Meski jauh dari kata puas, Sasa tetap harus pergi dari sana. Dia meninggalkan ruangan Mahesa dengan perasaan tak karuan. Dan begitu ia menutup pintu, sebuah minuman tiba-tiba ada di depan wajah Sasa. Dan ternyata, itu adalah ulah Daren.

"Lo ada punya waktu, 'kan? Gue mau ngomong sama lo," ucap Daren. Suara ketus yang menyebalkan yang selalu keluar dari mulutnya mendadak hilang. Nada bicaranya terkesan santai dan sopan dalam waktu yang bersamaan. "Tenang aja, gue enggak akan ajak lo ribut, kok. Gue tahu, ini bukan waktu yang tepat buat bercanda."

Untuk beberapa saat, Sasa hanya terdiam sambil terus memperhatikan wajah Daren. Dilihat dari wajahnya, ia memang tidak sedang main-main. Maka dari itu, Sasa menganggukkan kepala dan menjawab, "boleh. Gue rasa, gue juga butuh temen ngobrol supaya gue enggak ngelakuin hal yang bodoh malem ini."

"Hal yang bodoh? Bunuh diri maksud lo?" Setelah mengatakan itu, Daren kembali melipat bibirnya. "Sorry."

Dengan mata yang memicing, Sasa melangkah meninggalkan pintu ruangan Mahesa. "Bisa jadi, sih. Nyawa gue hampir hilang waktu lihat Mahesa keluar dari UGD. Tapi, gue tahu, gue harus tanggung jawab atas kejadian ini. Gue harus menebus kesalahan gue."

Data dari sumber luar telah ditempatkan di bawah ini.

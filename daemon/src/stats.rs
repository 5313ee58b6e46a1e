use serde::{Deserialize, Serialize};

use crate::state::DashboardState;

/// Progress credited per running game, in percent.
pub const PROGRESS_PER_SESSION: usize = 25;

#[derive(Debug, Clone, Copy, PartialEq, Eq, Serialize, Deserialize)]
#[serde(rename_all = "lowercase")]
pub enum ConnectionState {
    Online,
    Offline,
}

impl ConnectionState {
    pub fn label(self) -> &'static str {
        match self {
            ConnectionState::Online => "ONLINE",
            ConnectionState::Offline => "OFFLINE",
        }
    }
}

/// Header counters shown above the game list.
#[derive(Debug, Clone, Copy, PartialEq, Eq)]
pub struct DashboardStats {
    /// Games in the user's list (not the catalog size).
    pub total_games: usize,
    /// Games currently running.
    pub active_sessions: usize,
    /// `min(100, active_sessions * 25)`.
    pub quest_progress: u8,
    pub connection: ConnectionState,
}

impl DashboardStats {
    pub fn from_state(state: &DashboardState) -> Self {
        let active_sessions = state.running_games().count();
        let quest_progress = (active_sessions * PROGRESS_PER_SESSION).min(100) as u8;
        let connection = if state.is_rpc_connected() {
            ConnectionState::Online
        } else {
            ConnectionState::Offline
        };
        Self {
            total_games: state.games().len(),
            active_sessions,
            quest_progress,
            connection,
        }
    }
}

#[cfg(test)]
mod tests {
    use super::*;
    use crate::catalog::sample_games;
    use crate::state::{AddOutcome, RpcSession};
    use chrono::Utc;

    fn running(n: usize) -> DashboardState {
        let mut state = DashboardState::new();
        for (i, record) in sample_games().iter().enumerate() {
            let uid = format!("u{i}");
            assert!(matches!(state.add(record, uid.clone()), AddOutcome::Added { .. }));
            if i < n {
                let exe = record.executables[0].name.clone();
                state.mark_installed(&uid, &exe);
                state.mark_running(&uid, &exe, Utc::now());
            }
        }
        state
    }

    #[test]
    fn empty_state_is_offline_and_zero() {
        let stats = DashboardStats::from_state(&DashboardState::new());
        assert_eq!(stats.total_games, 0);
        assert_eq!(stats.active_sessions, 0);
        assert_eq!(stats.quest_progress, 0);
        assert_eq!(stats.connection, ConnectionState::Offline);
    }

    #[test]
    fn progress_is_25_per_running_game() {
        let stats = DashboardStats::from_state(&running(2));
        assert_eq!(stats.total_games, 5);
        assert_eq!(stats.active_sessions, 2);
        assert_eq!(stats.quest_progress, 50);
    }

    #[test]
    fn progress_caps_at_100() {
        let stats = DashboardStats::from_state(&running(5));
        assert_eq!(stats.active_sessions, 5);
        assert_eq!(stats.quest_progress, 100);
    }

    #[test]
    fn rpc_session_means_online() {
        let mut state = DashboardState::new();
        state.connect_rpc(RpcSession {
            game_id: "1".into(),
            game_name: "G".into(),
            connected_at: Utc::now(),
        });
        let stats = DashboardStats::from_state(&state);
        assert_eq!(stats.connection, ConnectionState::Online);
        assert_eq!(stats.connection.label(), "ONLINE");
    }
}
/// Turns dashboard views into display text.
use std::fmt::Write;

use crate::notifier::Notification;
use crate::stats::DashboardStats;
use crate::view::{ActionPanelView, GameCardView, SearchPanel};

pub trait Renderer {
    fn search_panel(&self, panel: &SearchPanel<'_>) -> String;
    fn game_list(&self, cards: &[GameCardView<'_>]) -> String;
    fn action_panel(&self, panel: &ActionPanelView<'_>) -> String;
    fn stats(&self, stats: &DashboardStats) -> String;
    fn toasts(&self, toasts: &[&Notification]) -> String;
}

/// Plain-text renderer for terminals.
#[derive(Debug, Default, Clone, Copy)]
pub struct TextRenderer;

impl Renderer for TextRenderer {
    fn search_panel(&self, panel: &SearchPanel<'_>) -> String {
        match panel {
            SearchPanel::Hidden => String::new(),
            SearchPanel::NoResults => "  No games found\n".to_string(),
            SearchPanel::Results(results) => {
                let mut out = String::new();
                for game in results {
                    let _ = writeln!(out, "  {} ✓  (add {})", game.name, game.id);
                }
                out
            }
        }
    }

    fn game_list(&self, cards: &[GameCardView<'_>]) -> String {
        if cards.is_empty() {
            return "No games selected yet\n  Search and add verified games to get started\n"
                .to_string();
        }
        let mut out = String::new();
        for card in cards {
            let marker = if card.selected { '>' } else { ' ' };
            let _ = write!(
                out,
                "{marker} {} ✓ [{}] {}",
                card.name,
                card.status.label(),
                card.uid
            );
            if card.removable {
                out.push_str("  (remove)");
            }
            out.push('\n');
        }
        out
    }

    fn action_panel(&self, panel: &ActionPanelView<'_>) -> String {
        let ActionPanelView::Game {
            uid,
            name,
            id,
            publisher,
            rpc_action,
            executables,
            running,
        } = panel
        else {
            return "Select a game to view controls\n".to_string();
        };

        let mut out = String::new();
        let _ = writeln!(out, "Name:      {name}");
        let _ = writeln!(out, "Game ID:   {id}");
        if let Some(publisher) = publisher {
            let _ = writeln!(out, "Publisher: {publisher}");
        }
        let _ = writeln!(out, "[{}] (rpc {uid})", rpc_action.label());
        out.push_str("EXECUTABLES\n");
        if executables.is_empty() {
            out.push_str("  No executables available\n");
        }
        for exe in executables {
            let dot = if exe.running { " ●" } else { "" };
            let _ = writeln!(
                out,
                "  {}{dot} ({}) [{}]",
                exe.name,
                exe.os,
                exe.action.label()
            );
        }
        out.push_str("STATUS\n");
        out.push_str(if *running {
            "  Game is running\n"
        } else {
            "  Not running\n"
        });
        out
    }

    fn stats(&self, stats: &DashboardStats) -> String {
        format!(
            "games: {}  sessions: {}  quest: {}%  rpc: {}\n",
            stats.total_games,
            stats.active_sessions,
            stats.quest_progress,
            stats.connection.label()
        )
    }

    fn toasts(&self, toasts: &[&Notification]) -> String {
        let mut out = String::new();
        for n in toasts {
            let _ = writeln!(out, "({}) {}", n.severity.label(), n.message);
        }
        out
    }
}

#[cfg(test)]
mod tests {
    use super::*;
    use crate::catalog::sample_games;
    use crate::notifier::Severity;
    use crate::state::{DashboardState, GameStatus};
    use crate::stats::ConnectionState;
    use crate::view::{action_panel, game_cards};
    use chrono::Utc;

    fn state_with_valorant() -> DashboardState {
        let mut state = DashboardState::new();
        state.add(&sample_games()[0], "v1".into());
        state
    }

    #[test]
    fn empty_list_has_empty_state_text() {
        let out = TextRenderer.game_list(&[]);
        assert!(out.contains("No games selected yet"));
    }

    #[test]
    fn game_list_shows_status_and_selection() {
        let mut state = state_with_valorant();
        state.select("v1").unwrap();
        let out = TextRenderer.game_list(&game_cards(&state));
        assert!(out.starts_with("> VALORANT"));
        assert!(out.contains("[ready]"));
        assert!(out.contains("(remove)"));
    }

    #[test]
    fn running_game_hides_remove() {
        let mut state = state_with_valorant();
        state.mark_installed("v1", "VALORANT.exe");
        state.mark_running("v1", "VALORANT.exe", Utc::now());
        let cards = game_cards(&state);
        assert_eq!(cards[0].status, GameStatus::Running);
        let out = TextRenderer.game_list(&cards);
        assert!(out.contains("[running]"));
        assert!(!out.contains("(remove)"));
    }

    #[test]
    fn search_panel_text() {
        let games = sample_games();
        assert_eq!(TextRenderer.search_panel(&SearchPanel::Hidden), "");
        assert!(TextRenderer
            .search_panel(&SearchPanel::NoResults)
            .contains("No games found"));
        let out = TextRenderer.search_panel(&SearchPanel::Results(vec![&games[3]]));
        assert!(out.contains("Fortnite"));
        assert!(out.contains("438122941302046720"));
    }

    #[test]
    fn action_panel_without_selection() {
        let state = state_with_valorant();
        let out = TextRenderer.action_panel(&action_panel(&state));
        assert_eq!(out, "Select a game to view controls\n");
    }

    #[test]
    fn action_panel_lists_executables_with_actions() {
        let mut state = state_with_valorant();
        state.select("v1").unwrap();
        state.mark_installed("v1", "VALORANT.exe");
        state.mark_running("v1", "VALORANT.exe", Utc::now());
        let out = TextRenderer.action_panel(&action_panel(&state));
        assert!(out.contains("Publisher: Riot Games"));
        assert!(out.contains("[Connect via RPC]"));
        assert!(out.contains("VALORANT-Win64-Shipping.exe (win32) [Install]"));
        assert!(out.contains("VALORANT.exe ● (win32) [Stop]"));
        assert!(out.contains("Game is running"));
    }

    #[test]
    fn stats_line() {
        let stats = DashboardStats {
            total_games: 3,
            active_sessions: 1,
            quest_progress: 25,
            connection: ConnectionState::Offline,
        };
        assert_eq!(
            TextRenderer.stats(&stats),
            "games: 3  sessions: 1  quest: 25%  rpc: OFFLINE\n"
        );
    }

    #[test]
    fn toasts_are_listed_with_severity() {
        let notes = [Notification {
            message: "Game removed".into(),
            severity: Severity::Success,
            shown_at: Utc::now(),
        }];
        let out = TextRenderer.toasts(&notes.iter().collect::<Vec<_>>());
        assert_eq!(out, "(success) Game removed\n");
    }
}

"Tadinya, gue berpendapat kayak gitu. Tapi, setelah gue pikir-pikir lagi, gue juga ikut andil menyebabkan kecelakaan ini. Seandainya gue membuka mata gue lebih cepat, Mahesa gak perlu jadi anggota geng motor segala. Dan kecelakaan ini gak akan terjadi."

Keduanya mendaratkan bokong di kursi taman rumah sakit. Mata mereka tertuju pada langit malam Jakarta yang sama sekali tidak berbintang. Semuanya terasa kosong, sama seperti perasaan mereka yang tak menentu. Untuk beberapa menit, hanya ada desiran angin malam yang menemani mereka.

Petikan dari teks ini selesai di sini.